Task goal
After finding the line that contains "through its material.", reproduce it and each line below it through the end of the listing, exactly, with nothing added.

The data
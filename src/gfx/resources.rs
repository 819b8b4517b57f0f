//! Resource arenas and the typed handles that reference into them.
//!
//! The scene owns every resource exactly once, in index-stable vectors.
//! Sharing (many materials over one shader or texture) happens through the
//! handle types, never through reference counting, so teardown order is
//! simply the arena drop order.

use crate::gfx::geometry::Geometry;
use crate::gfx::material::Material;
use crate::gfx::shader::Shader;
use crate::gfx::texture::{CubeMap, Texture};

macro_rules! arena_id {
    ($(#[$doc:meta])* $name:ident) => {
        $(#[$doc])*
        #[derive(Debug, Clone, Copy, PartialEq, Eq, Hash)]
        pub struct $name(pub(crate) usize);
    };
}

arena_id!(ShaderId);
arena_id!(TextureId);
arena_id!(CubeMapId);
arena_id!(GeometryId);
arena_id!(MaterialId);
arena_id!(MeshId);

/// A render unit: exactly one geometry paired with exactly one material.
/// Carries no transform of its own; objects position it.
#[derive(Debug, Clone, Copy)]
pub struct Mesh {
    pub geometry: GeometryId,
    pub material: MaterialId,
}

/// Everything the scene owns, keyed by the id types above.
#[derive(Default)]
pub struct SceneResources {
    shaders: Vec<Shader>,
    textures: Vec<Texture>,
    cube_maps: Vec<CubeMap>,
    geometries: Vec<Geometry>,
    materials: Vec<Material>,
    meshes: Vec<Mesh>,
}

impl SceneResources {
    pub fn new() -> Self {
        Self::default()
    }

    pub fn add_shader(&mut self, shader: Shader) -> ShaderId {
        self.shaders.push(shader);
        ShaderId(self.shaders.len() - 1)
    }

    pub fn add_texture(&mut self, texture: Texture) -> TextureId {
        self.textures.push(texture);
        TextureId(self.textures.len() - 1)
    }

    pub fn add_cube_map(&mut self, cube_map: CubeMap) -> CubeMapId {
        self.cube_maps.push(cube_map);
        CubeMapId(self.cube_maps.len() - 1)
    }

    pub fn add_geometry(&mut self, geometry: Geometry) -> GeometryId {
        self.geometries.push(geometry);
        GeometryId(self.geometries.len() - 1)
    }

    pub fn add_material(&mut self, material: Material) -> MaterialId {
        self.materials.push(material);
        MaterialId(self.materials.len() - 1)
    }

    pub fn add_mesh(&mut self, mesh: Mesh) -> MeshId {
        self.meshes.push(mesh);
        MeshId(self.meshes.len() - 1)
    }

    pub fn shader(&self, id: ShaderId) -> &Shader {
        &self.shaders[id.0]
    }

    pub fn texture(&self, id: TextureId) -> &Texture {
        &self.textures[id.0]
    }

    pub fn cube_map(&self, id: CubeMapId) -> &CubeMap {
        &self.cube_maps[id.0]
    }

    pub fn geometry(&self, id: GeometryId) -> &Geometry {
        &self.geometries[id.0]
    }

    pub fn material(&self, id: MaterialId) -> &Material {
        &self.materials[id.0]
    }

    pub fn mesh(&self, id: MeshId) -> &Mesh {
        &self.meshes[id.0]
    }

    /// Shader driving the given mesh, resolved through its material.
    pub fn mesh_shader(&self, id: MeshId) -> &Shader {
        self.shader(self.material(self.mesh(id).material).shader)
    }

    pub fn triangle_count(&self) -> usize {
        self.geometries.iter().map(Geometry::triangle_count).sum()
    }
}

Result for this exercise
    /// Shader driving the given mesh, resolved through its material.
    pub fn mesh_shader(&self, id: MeshId) -> &Shader {
        self.shader(self.material(self.mesh(id).material).shader)
    }

    pub fn triangle_count(&self) -> usize {
        self.geometries.iter().map(Geometry::triangle_count).sum()
    }
}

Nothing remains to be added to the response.